Look through the data below for the line with "filename src/flow/page.rs" and the line with "pub enum Page", then output those two and all lines in between, exactly as written.

START Provided data

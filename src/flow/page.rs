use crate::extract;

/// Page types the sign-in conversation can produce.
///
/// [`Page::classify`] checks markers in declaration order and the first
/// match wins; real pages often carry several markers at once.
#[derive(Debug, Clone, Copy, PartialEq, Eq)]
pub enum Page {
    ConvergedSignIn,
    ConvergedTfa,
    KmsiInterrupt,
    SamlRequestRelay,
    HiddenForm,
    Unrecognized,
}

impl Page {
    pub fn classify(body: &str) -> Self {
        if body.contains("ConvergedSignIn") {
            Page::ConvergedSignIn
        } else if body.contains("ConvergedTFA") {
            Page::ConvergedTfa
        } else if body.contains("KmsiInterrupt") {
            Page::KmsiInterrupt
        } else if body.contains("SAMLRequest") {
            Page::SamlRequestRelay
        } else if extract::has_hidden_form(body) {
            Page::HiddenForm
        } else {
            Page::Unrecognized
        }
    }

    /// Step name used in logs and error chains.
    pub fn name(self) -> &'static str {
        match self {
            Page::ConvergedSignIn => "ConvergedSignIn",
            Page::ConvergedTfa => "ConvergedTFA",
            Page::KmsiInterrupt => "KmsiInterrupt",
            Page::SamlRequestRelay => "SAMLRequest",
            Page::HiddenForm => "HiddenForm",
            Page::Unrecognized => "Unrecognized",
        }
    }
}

END Provided data
START Provided data

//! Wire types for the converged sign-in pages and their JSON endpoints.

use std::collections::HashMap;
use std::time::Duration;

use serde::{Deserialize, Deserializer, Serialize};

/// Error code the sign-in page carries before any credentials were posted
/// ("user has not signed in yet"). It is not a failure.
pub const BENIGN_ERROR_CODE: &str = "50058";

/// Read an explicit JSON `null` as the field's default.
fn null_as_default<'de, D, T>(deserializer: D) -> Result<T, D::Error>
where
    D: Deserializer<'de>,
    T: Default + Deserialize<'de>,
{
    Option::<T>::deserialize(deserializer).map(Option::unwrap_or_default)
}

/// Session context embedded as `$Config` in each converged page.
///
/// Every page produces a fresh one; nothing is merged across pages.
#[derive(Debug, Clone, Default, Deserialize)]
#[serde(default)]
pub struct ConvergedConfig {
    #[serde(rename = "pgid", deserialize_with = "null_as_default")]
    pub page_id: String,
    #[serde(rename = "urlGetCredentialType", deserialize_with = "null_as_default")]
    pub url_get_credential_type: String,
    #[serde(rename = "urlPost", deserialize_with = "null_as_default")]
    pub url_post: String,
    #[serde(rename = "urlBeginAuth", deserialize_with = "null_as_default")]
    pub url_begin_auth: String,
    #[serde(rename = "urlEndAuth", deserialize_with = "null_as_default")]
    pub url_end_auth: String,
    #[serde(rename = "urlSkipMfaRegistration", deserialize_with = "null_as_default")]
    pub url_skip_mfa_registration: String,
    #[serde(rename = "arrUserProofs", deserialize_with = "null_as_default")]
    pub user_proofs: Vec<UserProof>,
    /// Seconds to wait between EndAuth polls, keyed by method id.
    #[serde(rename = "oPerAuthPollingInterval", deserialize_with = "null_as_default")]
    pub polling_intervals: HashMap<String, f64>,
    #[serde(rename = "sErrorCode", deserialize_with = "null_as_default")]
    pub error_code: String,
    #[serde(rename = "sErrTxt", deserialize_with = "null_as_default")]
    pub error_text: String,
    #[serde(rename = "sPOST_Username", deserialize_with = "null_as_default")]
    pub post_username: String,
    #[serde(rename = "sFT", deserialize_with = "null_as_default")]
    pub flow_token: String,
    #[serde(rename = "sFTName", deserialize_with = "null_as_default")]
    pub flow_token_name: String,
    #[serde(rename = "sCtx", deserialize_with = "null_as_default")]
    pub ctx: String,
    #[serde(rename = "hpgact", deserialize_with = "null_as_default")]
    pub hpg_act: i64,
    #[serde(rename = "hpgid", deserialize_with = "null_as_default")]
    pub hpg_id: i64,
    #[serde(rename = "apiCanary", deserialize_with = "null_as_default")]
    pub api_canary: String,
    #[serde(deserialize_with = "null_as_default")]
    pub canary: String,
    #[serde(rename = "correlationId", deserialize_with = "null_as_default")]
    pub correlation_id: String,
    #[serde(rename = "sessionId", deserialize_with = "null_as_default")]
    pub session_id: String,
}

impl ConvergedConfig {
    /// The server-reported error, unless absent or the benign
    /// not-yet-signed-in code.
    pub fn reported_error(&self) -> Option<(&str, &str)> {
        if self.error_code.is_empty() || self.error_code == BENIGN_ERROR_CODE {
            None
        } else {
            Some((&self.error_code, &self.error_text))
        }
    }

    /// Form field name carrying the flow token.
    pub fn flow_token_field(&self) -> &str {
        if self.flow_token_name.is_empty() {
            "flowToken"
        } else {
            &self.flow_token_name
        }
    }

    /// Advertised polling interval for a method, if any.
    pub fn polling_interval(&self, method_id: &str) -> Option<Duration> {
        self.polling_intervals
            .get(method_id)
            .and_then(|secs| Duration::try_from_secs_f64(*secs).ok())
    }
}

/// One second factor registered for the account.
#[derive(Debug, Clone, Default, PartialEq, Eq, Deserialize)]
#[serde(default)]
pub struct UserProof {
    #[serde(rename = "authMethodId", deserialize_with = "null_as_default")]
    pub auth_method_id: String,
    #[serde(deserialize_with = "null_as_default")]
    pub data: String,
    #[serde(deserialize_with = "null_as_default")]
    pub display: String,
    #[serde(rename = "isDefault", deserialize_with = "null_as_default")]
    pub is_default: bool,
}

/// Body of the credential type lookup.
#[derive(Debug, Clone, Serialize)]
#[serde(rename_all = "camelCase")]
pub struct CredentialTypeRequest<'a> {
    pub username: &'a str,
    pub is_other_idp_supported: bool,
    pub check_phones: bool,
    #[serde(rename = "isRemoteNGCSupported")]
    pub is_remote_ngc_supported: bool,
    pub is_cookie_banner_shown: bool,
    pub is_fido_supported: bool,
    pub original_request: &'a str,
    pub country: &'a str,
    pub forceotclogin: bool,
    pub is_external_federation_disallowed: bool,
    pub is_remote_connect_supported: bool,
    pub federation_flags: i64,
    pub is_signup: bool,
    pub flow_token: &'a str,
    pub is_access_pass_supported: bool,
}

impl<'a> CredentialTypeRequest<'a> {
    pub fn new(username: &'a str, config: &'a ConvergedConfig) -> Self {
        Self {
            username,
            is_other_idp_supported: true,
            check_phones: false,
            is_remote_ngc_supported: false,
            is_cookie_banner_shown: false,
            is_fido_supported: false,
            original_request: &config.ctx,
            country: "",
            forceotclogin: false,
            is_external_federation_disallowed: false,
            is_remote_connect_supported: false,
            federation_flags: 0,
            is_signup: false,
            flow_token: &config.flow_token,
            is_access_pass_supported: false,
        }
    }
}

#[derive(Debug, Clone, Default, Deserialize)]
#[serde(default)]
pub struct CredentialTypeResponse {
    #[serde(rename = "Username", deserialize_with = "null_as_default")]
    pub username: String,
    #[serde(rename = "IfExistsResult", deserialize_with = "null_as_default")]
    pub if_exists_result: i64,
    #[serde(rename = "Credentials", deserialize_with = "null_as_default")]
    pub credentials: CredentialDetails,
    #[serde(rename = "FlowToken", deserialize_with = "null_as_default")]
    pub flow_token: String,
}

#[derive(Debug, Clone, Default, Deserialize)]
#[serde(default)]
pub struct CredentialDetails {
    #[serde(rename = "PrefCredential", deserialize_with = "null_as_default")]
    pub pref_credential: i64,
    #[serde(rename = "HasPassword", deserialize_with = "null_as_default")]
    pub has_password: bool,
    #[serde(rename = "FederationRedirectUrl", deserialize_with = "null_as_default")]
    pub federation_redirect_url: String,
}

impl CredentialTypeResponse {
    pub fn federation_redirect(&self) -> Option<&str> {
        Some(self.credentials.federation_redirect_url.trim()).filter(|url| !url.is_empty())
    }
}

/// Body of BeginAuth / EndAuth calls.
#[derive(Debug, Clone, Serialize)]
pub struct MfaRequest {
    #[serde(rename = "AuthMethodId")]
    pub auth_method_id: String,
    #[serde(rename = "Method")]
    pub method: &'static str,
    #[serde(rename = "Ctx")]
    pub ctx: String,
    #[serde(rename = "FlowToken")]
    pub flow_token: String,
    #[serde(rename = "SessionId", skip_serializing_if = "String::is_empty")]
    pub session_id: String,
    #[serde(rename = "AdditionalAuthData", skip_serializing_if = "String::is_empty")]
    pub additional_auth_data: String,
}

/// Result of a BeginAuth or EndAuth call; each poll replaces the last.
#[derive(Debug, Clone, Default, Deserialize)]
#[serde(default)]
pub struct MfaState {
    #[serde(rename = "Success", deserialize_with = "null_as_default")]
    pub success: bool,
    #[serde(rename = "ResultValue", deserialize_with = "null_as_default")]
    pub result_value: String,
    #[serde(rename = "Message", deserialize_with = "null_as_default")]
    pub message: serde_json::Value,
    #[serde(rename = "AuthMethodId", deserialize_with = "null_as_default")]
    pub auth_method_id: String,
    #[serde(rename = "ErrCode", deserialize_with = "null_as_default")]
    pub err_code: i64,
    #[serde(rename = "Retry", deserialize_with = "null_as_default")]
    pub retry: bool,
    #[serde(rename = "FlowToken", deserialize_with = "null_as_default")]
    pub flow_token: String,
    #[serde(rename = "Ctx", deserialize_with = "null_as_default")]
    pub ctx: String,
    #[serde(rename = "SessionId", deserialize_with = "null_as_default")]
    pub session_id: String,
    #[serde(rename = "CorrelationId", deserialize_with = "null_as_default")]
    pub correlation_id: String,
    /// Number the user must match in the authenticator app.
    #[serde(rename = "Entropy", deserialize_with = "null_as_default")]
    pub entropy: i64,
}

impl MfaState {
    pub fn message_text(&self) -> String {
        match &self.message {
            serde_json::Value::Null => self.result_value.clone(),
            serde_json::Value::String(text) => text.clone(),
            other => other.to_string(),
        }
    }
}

END Provided data
START Provided data

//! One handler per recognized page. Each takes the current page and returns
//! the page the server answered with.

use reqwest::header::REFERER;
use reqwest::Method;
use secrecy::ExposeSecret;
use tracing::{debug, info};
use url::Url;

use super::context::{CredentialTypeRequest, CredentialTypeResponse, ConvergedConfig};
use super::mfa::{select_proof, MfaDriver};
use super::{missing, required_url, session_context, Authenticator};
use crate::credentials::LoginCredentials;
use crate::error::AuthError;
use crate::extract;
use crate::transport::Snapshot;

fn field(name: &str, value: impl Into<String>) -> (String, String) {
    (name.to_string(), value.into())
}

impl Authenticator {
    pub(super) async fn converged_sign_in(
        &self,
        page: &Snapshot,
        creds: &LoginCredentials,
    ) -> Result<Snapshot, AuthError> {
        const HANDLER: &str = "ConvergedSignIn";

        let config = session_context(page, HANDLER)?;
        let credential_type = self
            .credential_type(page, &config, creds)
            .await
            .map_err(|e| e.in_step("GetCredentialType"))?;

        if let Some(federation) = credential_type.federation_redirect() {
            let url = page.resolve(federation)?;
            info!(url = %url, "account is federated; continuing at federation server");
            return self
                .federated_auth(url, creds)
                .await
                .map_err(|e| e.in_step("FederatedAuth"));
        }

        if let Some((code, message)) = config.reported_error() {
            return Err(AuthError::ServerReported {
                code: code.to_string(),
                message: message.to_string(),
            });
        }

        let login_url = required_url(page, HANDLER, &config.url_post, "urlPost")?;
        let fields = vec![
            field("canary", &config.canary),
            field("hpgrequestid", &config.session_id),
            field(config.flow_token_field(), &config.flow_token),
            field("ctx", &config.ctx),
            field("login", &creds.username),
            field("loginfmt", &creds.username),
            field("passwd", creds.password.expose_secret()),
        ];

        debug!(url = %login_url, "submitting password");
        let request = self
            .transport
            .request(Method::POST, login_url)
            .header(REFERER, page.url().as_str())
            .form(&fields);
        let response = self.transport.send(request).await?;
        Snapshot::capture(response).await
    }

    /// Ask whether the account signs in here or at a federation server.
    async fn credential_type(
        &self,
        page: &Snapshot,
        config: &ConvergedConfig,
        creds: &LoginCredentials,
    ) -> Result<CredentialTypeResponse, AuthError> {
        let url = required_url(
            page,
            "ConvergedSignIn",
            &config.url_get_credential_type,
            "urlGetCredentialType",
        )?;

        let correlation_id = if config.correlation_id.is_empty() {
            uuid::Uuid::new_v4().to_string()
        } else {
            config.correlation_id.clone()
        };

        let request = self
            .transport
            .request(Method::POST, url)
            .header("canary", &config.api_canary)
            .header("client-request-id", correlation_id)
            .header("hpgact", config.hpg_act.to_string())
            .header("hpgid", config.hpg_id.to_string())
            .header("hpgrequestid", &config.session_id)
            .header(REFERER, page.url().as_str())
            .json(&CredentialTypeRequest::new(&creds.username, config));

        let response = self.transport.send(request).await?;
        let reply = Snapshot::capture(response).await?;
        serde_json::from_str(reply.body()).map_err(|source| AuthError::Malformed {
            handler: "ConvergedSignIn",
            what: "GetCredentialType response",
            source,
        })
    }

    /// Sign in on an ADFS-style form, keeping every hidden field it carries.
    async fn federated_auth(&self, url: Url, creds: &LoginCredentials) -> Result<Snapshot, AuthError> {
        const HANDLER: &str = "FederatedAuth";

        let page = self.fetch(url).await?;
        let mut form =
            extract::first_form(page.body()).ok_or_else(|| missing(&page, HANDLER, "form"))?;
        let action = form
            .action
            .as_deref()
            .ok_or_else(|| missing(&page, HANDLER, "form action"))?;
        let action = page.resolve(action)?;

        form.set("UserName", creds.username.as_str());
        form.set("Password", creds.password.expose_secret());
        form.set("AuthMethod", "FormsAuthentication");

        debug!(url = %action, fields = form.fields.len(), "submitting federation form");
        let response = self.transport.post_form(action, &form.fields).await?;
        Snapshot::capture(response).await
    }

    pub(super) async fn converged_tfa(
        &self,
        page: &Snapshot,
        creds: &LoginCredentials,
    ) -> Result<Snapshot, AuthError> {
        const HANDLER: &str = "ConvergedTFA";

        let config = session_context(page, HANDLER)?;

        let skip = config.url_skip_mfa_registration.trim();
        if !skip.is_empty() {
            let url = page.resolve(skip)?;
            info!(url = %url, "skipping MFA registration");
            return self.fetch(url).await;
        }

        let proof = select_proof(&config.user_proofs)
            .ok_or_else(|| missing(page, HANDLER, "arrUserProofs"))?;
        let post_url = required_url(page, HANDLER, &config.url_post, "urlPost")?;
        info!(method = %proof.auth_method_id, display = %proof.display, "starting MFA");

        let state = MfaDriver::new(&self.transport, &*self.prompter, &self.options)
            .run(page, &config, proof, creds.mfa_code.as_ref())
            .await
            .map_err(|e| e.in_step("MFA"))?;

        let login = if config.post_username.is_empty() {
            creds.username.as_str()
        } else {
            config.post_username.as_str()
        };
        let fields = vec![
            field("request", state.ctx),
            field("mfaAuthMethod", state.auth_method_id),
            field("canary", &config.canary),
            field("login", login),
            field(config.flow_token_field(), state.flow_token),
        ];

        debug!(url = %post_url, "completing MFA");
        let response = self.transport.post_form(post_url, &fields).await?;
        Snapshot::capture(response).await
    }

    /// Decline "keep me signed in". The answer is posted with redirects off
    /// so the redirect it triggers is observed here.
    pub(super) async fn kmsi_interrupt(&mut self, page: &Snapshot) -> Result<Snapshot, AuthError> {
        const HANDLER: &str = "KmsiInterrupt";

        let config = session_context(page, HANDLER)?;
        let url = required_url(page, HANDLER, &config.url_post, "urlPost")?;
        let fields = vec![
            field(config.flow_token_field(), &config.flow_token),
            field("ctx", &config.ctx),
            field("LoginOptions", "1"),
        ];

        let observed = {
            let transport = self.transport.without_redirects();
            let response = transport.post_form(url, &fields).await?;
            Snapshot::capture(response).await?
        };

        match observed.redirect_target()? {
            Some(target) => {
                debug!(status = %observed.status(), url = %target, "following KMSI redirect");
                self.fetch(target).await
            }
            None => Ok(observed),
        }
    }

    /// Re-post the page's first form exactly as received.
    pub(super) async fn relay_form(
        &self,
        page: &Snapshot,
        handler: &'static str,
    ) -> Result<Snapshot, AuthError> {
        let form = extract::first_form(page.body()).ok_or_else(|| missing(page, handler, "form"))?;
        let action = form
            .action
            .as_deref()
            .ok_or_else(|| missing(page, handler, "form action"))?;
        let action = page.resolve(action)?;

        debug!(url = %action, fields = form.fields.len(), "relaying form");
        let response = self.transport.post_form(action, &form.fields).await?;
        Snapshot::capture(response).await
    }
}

END Provided data

[Answer to this exercise]
filename src/flow/page.rs
use crate::extract;

/// Page types the sign-in conversation can produce.
///
/// [`Page::classify`] checks markers in declaration order and the first
/// match wins; real pages often carry several markers at once.
#[derive(Debug, Clone, Copy, PartialEq, Eq)]
pub enum Page {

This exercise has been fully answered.